TASK BRIEF = Report all lines in the records that hold the string "rounded".

Stored data
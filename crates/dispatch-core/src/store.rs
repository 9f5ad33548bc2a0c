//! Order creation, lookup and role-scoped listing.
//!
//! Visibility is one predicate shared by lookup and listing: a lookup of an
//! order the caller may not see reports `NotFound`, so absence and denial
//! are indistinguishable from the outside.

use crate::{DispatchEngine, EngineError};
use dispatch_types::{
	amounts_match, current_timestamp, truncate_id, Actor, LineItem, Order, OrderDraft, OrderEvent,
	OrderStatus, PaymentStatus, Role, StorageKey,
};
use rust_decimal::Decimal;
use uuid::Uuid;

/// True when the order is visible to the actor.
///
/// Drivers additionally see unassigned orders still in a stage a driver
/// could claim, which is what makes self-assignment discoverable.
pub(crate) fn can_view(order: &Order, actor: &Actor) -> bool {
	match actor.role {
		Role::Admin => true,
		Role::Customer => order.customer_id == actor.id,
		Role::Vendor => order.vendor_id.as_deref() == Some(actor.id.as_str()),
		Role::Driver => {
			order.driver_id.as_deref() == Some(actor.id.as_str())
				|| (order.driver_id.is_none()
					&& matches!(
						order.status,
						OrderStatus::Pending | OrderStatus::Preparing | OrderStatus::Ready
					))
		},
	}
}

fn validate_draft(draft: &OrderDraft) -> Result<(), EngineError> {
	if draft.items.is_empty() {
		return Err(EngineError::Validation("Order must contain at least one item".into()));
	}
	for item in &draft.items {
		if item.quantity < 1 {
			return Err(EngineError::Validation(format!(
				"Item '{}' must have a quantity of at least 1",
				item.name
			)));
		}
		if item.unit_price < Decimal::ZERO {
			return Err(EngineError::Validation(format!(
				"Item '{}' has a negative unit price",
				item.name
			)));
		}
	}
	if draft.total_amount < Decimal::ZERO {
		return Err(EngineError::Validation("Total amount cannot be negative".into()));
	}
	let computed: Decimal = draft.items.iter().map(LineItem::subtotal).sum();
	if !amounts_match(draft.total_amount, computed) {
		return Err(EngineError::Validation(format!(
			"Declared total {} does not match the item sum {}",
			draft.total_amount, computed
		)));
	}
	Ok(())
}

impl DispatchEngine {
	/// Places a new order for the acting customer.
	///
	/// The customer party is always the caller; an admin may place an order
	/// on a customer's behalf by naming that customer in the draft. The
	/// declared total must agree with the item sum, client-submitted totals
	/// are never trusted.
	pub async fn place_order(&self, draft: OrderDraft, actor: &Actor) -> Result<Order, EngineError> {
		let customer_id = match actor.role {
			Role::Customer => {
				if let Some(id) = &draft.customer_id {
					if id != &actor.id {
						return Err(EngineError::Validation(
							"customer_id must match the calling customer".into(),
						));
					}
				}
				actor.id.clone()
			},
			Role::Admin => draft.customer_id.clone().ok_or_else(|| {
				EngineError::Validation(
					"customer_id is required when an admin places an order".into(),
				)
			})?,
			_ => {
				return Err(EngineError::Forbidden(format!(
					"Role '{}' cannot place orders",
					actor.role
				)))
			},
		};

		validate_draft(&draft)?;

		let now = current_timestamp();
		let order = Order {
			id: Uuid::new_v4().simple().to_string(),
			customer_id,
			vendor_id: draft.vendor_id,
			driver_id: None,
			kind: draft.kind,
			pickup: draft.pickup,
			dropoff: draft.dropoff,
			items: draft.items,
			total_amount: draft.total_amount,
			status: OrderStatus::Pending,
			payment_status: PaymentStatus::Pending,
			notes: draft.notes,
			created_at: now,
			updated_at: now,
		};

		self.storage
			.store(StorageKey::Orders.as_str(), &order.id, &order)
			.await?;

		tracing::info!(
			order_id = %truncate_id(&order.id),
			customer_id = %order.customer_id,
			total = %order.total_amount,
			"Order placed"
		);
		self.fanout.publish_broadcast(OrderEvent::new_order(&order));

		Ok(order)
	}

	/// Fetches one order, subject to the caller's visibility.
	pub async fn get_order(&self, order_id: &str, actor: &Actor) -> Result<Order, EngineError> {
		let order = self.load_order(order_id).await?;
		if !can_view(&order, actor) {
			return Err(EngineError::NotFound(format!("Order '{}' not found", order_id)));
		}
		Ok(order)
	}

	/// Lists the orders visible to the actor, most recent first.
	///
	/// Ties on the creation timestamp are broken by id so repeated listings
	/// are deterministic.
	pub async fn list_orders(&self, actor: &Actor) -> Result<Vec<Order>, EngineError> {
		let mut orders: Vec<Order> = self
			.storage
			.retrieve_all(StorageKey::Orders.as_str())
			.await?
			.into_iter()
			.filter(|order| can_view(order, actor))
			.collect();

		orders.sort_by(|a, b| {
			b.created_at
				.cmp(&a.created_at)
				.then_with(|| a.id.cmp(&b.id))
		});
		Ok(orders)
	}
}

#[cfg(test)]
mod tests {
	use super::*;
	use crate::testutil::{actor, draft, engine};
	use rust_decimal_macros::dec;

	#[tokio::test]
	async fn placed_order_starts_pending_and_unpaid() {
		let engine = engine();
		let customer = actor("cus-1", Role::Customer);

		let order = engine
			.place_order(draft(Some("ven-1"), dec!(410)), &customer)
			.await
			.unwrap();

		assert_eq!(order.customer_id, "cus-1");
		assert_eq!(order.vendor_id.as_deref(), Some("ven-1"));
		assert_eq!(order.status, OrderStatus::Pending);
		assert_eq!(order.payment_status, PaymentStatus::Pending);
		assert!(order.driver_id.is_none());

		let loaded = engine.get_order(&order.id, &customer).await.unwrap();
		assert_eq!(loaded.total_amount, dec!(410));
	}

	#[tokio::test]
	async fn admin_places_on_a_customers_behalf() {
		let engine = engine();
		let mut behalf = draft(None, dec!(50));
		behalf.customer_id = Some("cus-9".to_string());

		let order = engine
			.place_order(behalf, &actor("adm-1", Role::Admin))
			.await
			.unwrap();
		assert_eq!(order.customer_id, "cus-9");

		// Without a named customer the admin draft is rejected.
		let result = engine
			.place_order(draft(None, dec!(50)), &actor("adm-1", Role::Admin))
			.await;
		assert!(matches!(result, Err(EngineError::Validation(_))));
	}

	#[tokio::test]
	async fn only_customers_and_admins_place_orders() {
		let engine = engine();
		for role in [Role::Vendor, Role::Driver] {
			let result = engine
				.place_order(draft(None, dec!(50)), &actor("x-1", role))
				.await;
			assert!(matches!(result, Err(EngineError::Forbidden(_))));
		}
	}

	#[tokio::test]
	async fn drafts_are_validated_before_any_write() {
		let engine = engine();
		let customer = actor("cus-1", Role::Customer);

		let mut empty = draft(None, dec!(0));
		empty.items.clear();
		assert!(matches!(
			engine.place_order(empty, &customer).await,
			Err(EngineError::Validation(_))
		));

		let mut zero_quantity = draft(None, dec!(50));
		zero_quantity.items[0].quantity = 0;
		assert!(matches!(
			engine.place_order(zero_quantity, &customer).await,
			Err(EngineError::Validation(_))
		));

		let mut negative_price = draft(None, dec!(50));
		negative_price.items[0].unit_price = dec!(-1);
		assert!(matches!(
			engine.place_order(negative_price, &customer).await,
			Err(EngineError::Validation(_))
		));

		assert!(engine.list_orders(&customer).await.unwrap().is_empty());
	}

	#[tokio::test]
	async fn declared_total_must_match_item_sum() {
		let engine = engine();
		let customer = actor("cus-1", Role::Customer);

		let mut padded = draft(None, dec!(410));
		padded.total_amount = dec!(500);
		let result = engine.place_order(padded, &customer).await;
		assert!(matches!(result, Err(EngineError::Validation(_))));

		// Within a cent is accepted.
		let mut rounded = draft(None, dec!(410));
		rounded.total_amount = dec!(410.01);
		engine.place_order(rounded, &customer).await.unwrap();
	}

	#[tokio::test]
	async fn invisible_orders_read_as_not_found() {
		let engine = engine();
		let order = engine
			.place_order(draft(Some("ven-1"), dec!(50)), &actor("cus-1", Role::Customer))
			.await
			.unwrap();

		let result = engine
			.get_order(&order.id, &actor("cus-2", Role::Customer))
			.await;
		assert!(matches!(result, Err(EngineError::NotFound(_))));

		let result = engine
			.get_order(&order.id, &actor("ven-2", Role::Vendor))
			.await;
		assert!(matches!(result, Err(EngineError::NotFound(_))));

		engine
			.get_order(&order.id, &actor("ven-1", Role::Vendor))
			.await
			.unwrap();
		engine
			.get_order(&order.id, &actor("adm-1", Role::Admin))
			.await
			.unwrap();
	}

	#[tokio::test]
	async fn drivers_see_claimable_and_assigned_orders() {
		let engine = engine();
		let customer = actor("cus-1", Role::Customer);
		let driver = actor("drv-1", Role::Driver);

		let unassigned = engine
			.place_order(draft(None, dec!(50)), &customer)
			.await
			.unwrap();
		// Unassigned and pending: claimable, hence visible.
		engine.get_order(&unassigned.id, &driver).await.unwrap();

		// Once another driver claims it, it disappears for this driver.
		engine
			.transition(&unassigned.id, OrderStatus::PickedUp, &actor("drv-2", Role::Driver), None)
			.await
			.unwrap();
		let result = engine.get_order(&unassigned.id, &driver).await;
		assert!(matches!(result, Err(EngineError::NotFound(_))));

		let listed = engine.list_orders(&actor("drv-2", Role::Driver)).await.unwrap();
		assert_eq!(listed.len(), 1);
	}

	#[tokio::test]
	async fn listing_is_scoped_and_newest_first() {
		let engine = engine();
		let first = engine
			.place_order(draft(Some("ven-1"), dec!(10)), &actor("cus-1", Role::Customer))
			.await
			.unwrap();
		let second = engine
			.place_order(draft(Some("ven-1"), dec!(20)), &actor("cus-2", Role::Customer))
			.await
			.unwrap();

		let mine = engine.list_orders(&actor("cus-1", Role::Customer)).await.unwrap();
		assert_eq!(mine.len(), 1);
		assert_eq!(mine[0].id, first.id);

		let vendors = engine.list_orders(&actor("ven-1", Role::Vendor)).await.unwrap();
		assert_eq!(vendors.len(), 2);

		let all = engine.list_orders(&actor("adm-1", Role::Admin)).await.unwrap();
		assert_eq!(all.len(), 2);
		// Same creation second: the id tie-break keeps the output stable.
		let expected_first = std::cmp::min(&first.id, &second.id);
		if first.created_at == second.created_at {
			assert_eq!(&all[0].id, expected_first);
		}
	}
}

OUTPUT OF THE EXERCISE =
		let mut rounded = draft(None, dec!(410));
		rounded.total_amount = dec!(410.01);
		engine.place_order(rounded, &customer).await.unwrap();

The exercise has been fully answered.